╔══

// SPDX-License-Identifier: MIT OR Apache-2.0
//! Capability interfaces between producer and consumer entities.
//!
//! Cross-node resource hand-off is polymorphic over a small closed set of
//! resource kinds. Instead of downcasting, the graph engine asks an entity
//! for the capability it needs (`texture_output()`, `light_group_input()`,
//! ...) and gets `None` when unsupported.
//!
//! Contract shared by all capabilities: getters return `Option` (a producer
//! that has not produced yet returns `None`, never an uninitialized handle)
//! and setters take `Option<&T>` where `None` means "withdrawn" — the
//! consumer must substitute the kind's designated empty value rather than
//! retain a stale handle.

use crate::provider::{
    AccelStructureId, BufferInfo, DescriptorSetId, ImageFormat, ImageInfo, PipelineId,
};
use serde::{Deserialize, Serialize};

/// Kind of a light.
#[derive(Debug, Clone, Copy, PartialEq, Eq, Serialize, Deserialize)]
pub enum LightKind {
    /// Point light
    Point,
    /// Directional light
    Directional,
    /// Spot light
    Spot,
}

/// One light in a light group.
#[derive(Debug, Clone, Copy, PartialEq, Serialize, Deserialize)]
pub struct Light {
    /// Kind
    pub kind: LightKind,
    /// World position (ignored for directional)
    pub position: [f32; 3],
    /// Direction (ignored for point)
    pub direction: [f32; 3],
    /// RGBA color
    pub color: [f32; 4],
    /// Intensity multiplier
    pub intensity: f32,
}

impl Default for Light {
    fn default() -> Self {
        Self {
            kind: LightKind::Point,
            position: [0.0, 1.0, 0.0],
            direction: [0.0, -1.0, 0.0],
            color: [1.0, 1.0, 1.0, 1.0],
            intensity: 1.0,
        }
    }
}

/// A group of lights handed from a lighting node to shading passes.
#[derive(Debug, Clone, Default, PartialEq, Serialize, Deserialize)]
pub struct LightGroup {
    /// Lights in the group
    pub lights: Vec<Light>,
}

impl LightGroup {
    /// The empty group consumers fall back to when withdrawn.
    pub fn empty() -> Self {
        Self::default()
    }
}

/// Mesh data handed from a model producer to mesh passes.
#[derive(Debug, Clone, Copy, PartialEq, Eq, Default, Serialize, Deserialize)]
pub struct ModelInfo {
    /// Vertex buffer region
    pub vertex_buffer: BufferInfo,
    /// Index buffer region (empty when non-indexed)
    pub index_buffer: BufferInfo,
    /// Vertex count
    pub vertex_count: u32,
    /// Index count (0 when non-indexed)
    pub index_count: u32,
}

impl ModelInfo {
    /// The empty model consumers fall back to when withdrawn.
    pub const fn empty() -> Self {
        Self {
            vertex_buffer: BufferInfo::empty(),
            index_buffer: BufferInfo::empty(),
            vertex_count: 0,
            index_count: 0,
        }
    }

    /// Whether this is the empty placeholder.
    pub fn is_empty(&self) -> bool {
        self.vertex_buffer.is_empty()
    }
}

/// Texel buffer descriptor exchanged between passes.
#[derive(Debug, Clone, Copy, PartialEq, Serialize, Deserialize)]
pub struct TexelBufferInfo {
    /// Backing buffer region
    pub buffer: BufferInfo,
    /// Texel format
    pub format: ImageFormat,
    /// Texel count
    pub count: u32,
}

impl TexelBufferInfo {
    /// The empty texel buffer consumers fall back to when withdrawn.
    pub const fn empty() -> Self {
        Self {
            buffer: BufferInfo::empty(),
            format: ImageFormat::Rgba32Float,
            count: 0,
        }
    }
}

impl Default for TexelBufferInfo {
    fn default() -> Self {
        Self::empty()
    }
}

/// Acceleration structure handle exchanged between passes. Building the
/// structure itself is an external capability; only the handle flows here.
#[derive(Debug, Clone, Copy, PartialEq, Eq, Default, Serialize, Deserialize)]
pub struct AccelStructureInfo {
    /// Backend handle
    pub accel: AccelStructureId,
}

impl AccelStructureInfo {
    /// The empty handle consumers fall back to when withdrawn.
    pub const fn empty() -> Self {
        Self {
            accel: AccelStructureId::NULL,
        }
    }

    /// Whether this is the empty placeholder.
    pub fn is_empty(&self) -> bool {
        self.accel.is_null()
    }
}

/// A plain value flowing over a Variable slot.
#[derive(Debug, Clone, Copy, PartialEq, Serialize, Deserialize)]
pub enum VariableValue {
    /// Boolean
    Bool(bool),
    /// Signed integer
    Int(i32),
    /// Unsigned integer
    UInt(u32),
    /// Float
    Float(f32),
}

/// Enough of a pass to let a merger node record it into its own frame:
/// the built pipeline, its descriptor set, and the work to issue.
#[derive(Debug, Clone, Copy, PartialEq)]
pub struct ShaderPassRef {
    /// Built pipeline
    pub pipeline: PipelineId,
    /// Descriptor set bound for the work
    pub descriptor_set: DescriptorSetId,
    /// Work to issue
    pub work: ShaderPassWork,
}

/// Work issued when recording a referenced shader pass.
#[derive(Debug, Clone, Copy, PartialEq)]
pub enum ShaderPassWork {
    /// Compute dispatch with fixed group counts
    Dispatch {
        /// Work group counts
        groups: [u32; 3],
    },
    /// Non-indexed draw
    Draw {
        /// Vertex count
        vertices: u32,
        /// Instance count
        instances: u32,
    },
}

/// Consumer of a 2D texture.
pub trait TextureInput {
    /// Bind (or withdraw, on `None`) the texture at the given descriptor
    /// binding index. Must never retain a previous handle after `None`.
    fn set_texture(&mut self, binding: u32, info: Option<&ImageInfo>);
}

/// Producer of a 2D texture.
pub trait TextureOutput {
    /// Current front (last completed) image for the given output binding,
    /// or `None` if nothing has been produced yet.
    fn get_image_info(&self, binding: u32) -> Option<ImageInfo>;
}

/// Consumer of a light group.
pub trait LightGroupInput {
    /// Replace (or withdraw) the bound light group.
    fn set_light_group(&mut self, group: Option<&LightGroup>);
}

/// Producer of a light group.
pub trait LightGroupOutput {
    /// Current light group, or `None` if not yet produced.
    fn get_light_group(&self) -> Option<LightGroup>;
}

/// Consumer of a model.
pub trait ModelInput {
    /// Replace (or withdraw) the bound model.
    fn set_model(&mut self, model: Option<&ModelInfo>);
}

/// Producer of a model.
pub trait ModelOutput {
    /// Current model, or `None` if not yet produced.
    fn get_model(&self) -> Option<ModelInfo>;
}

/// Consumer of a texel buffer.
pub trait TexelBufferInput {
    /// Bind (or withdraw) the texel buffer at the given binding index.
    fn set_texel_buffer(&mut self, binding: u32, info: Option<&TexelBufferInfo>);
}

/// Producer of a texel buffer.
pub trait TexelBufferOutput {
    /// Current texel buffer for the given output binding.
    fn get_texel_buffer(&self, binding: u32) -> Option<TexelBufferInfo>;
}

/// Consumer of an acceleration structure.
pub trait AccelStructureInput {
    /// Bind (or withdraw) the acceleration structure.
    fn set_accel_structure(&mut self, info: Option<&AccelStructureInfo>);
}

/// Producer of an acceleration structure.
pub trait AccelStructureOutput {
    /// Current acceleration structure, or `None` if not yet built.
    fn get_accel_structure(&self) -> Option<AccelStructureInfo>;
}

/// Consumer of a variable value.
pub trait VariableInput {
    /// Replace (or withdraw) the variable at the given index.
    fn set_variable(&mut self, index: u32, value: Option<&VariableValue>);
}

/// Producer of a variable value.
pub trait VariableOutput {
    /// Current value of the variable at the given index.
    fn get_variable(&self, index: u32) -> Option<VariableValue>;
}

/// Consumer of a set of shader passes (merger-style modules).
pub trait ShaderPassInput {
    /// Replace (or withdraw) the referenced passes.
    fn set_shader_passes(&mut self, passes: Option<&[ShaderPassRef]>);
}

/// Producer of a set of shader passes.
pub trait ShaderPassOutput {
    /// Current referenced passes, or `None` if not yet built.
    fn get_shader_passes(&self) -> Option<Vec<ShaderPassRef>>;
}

╚══

What you need to do
A verbatim version of the complete listing above is to be returned.

Written solution
// SPDX-License-Identifier: MIT OR Apache-2.0
//! Capability interfaces between producer and consumer entities.
//!
//! Cross-node resource hand-off is polymorphic over a small closed set of
//! resource kinds. Instead of downcasting, the graph engine asks an entity
//! for the capability it needs (`texture_output()`, `light_group_input()`,
//! ...) and gets `None` when unsupported.
//!
//! Contract shared by all capabilities: getters return `Option` (a producer
//! that has not produced yet returns `None`, never an uninitialized handle)
//! and setters take `Option<&T>` where `None` means "withdrawn" — the
//! consumer must substitute the kind's designated empty value rather than
//! retain a stale handle.

use crate::provider::{
    AccelStructureId, BufferInfo, DescriptorSetId, ImageFormat, ImageInfo, PipelineId,
};
use serde::{Deserialize, Serialize};

/// Kind of a light.
#[derive(Debug, Clone, Copy, PartialEq, Eq, Serialize, Deserialize)]
pub enum LightKind {
    /// Point light
    Point,
    /// Directional light
    Directional,
    /// Spot light
    Spot,
}

/// One light in a light group.
#[derive(Debug, Clone, Copy, PartialEq, Serialize, Deserialize)]
pub struct Light {
    /// Kind
    pub kind: LightKind,
    /// World position (ignored for directional)
    pub position: [f32; 3],
    /// Direction (ignored for point)
    pub direction: [f32; 3],
    /// RGBA color
    pub color: [f32; 4],
    /// Intensity multiplier
    pub intensity: f32,
}

impl Default for Light {
    fn default() -> Self {
        Self {
            kind: LightKind::Point,
            position: [0.0, 1.0, 0.0],
            direction: [0.0, -1.0, 0.0],
            color: [1.0, 1.0, 1.0, 1.0],
            intensity: 1.0,
        }
    }
}

/// A group of lights handed from a lighting node to shading passes.
#[derive(Debug, Clone, Default, PartialEq, Serialize, Deserialize)]
pub struct LightGroup {
    /// Lights in the group
    pub lights: Vec<Light>,
}

impl LightGroup {
    /// The empty group consumers fall back to when withdrawn.
    pub fn empty() -> Self {
        Self::default()
    }
}

/// Mesh data handed from a model producer to mesh passes.
#[derive(Debug, Clone, Copy, PartialEq, Eq, Default, Serialize, Deserialize)]
pub struct ModelInfo {
    /// Vertex buffer region
    pub vertex_buffer: BufferInfo,
    /// Index buffer region (empty when non-indexed)
    pub index_buffer: BufferInfo,
    /// Vertex count
    pub vertex_count: u32,
    /// Index count (0 when non-indexed)
    pub index_count: u32,
}

impl ModelInfo {
    /// The empty model consumers fall back to when withdrawn.
    pub const fn empty() -> Self {
        Self {
            vertex_buffer: BufferInfo::empty(),
            index_buffer: BufferInfo::empty(),
            vertex_count: 0,
            index_count: 0,
        }
    }

    /// Whether this is the empty placeholder.
    pub fn is_empty(&self) -> bool {
        self.vertex_buffer.is_empty()
    }
}

/// Texel buffer descriptor exchanged between passes.
#[derive(Debug, Clone, Copy, PartialEq, Serialize, Deserialize)]
pub struct TexelBufferInfo {
    /// Backing buffer region
    pub buffer: BufferInfo,
    /// Texel format
    pub format: ImageFormat,
    /// Texel count
    pub count: u32,
}

impl TexelBufferInfo {
    /// The empty texel buffer consumers fall back to when withdrawn.
    pub const fn empty() -> Self {
        Self {
            buffer: BufferInfo::empty(),
            format: ImageFormat::Rgba32Float,
            count: 0,
        }
    }
}

impl Default for TexelBufferInfo {
    fn default() -> Self {
        Self::empty()
    }
}

/// Acceleration structure handle exchanged between passes. Building the
/// structure itself is an external capability; only the handle flows here.
#[derive(Debug, Clone, Copy, PartialEq, Eq, Default, Serialize, Deserialize)]
pub struct AccelStructureInfo {
    /// Backend handle
    pub accel: AccelStructureId,
}

impl AccelStructureInfo {
    /// The empty handle consumers fall back to when withdrawn.
    pub const fn empty() -> Self {
        Self {
            accel: AccelStructureId::NULL,
        }
    }

    /// Whether this is the empty placeholder.
    pub fn is_empty(&self) -> bool {
        self.accel.is_null()
    }
}

/// A plain value flowing over a Variable slot.
#[derive(Debug, Clone, Copy, PartialEq, Serialize, Deserialize)]
pub enum VariableValue {
    /// Boolean
    Bool(bool),
    /// Signed integer
    Int(i32),
    /// Unsigned integer
    UInt(u32),
    /// Float
    Float(f32),
}

/// Enough of a pass to let a merger node record it into its own frame:
/// the built pipeline, its descriptor set, and the work to issue.
#[derive(Debug, Clone, Copy, PartialEq)]
pub struct ShaderPassRef {
    /// Built pipeline
    pub pipeline: PipelineId,
    /// Descriptor set bound for the work
    pub descriptor_set: DescriptorSetId,
    /// Work to issue
    pub work: ShaderPassWork,
}

/// Work issued when recording a referenced shader pass.
#[derive(Debug, Clone, Copy, PartialEq)]
pub enum ShaderPassWork {
    /// Compute dispatch with fixed group counts
    Dispatch {
        /// Work group counts
        groups: [u32; 3],
    },
    /// Non-indexed draw
    Draw {
        /// Vertex count
        vertices: u32,
        /// Instance count
        instances: u32,
    },
}

/// Consumer of a 2D texture.
pub trait TextureInput {
    /// Bind (or withdraw, on `None`) the texture at the given descriptor
    /// binding index. Must never retain a previous handle after `None`.
    fn set_texture(&mut self, binding: u32, info: Option<&ImageInfo>);
}

/// Producer of a 2D texture.
pub trait TextureOutput {
    /// Current front (last completed) image for the given output binding,
    /// or `None` if nothing has been produced yet.
    fn get_image_info(&self, binding: u32) -> Option<ImageInfo>;
}

/// Consumer of a light group.
pub trait LightGroupInput {
    /// Replace (or withdraw) the bound light group.
    fn set_light_group(&mut self, group: Option<&LightGroup>);
}

/// Producer of a light group.
pub trait LightGroupOutput {
    /// Current light group, or `None` if not yet produced.
    fn get_light_group(&self) -> Option<LightGroup>;
}

/// Consumer of a model.
pub trait ModelInput {
    /// Replace (or withdraw) the bound model.
    fn set_model(&mut self, model: Option<&ModelInfo>);
}

/// Producer of a model.
pub trait ModelOutput {
    /// Current model, or `None` if not yet produced.
    fn get_model(&self) -> Option<ModelInfo>;
}

/// Consumer of a texel buffer.
pub trait TexelBufferInput {
    /// Bind (or withdraw) the texel buffer at the given binding index.
    fn set_texel_buffer(&mut self, binding: u32, info: Option<&TexelBufferInfo>);
}

/// Producer of a texel buffer.
pub trait TexelBufferOutput {
    /// Current texel buffer for the given output binding.
    fn get_texel_buffer(&self, binding: u32) -> Option<TexelBufferInfo>;
}

/// Consumer of an acceleration structure.
pub trait AccelStructureInput {
    /// Bind (or withdraw) the acceleration structure.
    fn set_accel_structure(&mut self, info: Option<&AccelStructureInfo>);
}

/// Producer of an acceleration structure.
pub trait AccelStructureOutput {
    /// Current acceleration structure, or `None` if not yet built.
    fn get_accel_structure(&self) -> Option<AccelStructureInfo>;
}

/// Consumer of a variable value.
pub trait VariableInput {
    /// Replace (or withdraw) the variable at the given index.
    fn set_variable(&mut self, index: u32, value: Option<&VariableValue>);
}

/// Producer of a variable value.
pub trait VariableOutput {
    /// Current value of the variable at the given index.
    fn get_variable(&self, index: u32) -> Option<VariableValue>;
}

/// Consumer of a set of shader passes (merger-style modules).
pub trait ShaderPassInput {
    /// Replace (or withdraw) the referenced passes.
    fn set_shader_passes(&mut self, passes: Option<&[ShaderPassRef]>);
}

/// Producer of a set of shader passes.
pub trait ShaderPassOutput {
    /// Current referenced passes, or `None` if not yet built.
    fn get_shader_passes(&self) -> Option<Vec<ShaderPassRef>>;
}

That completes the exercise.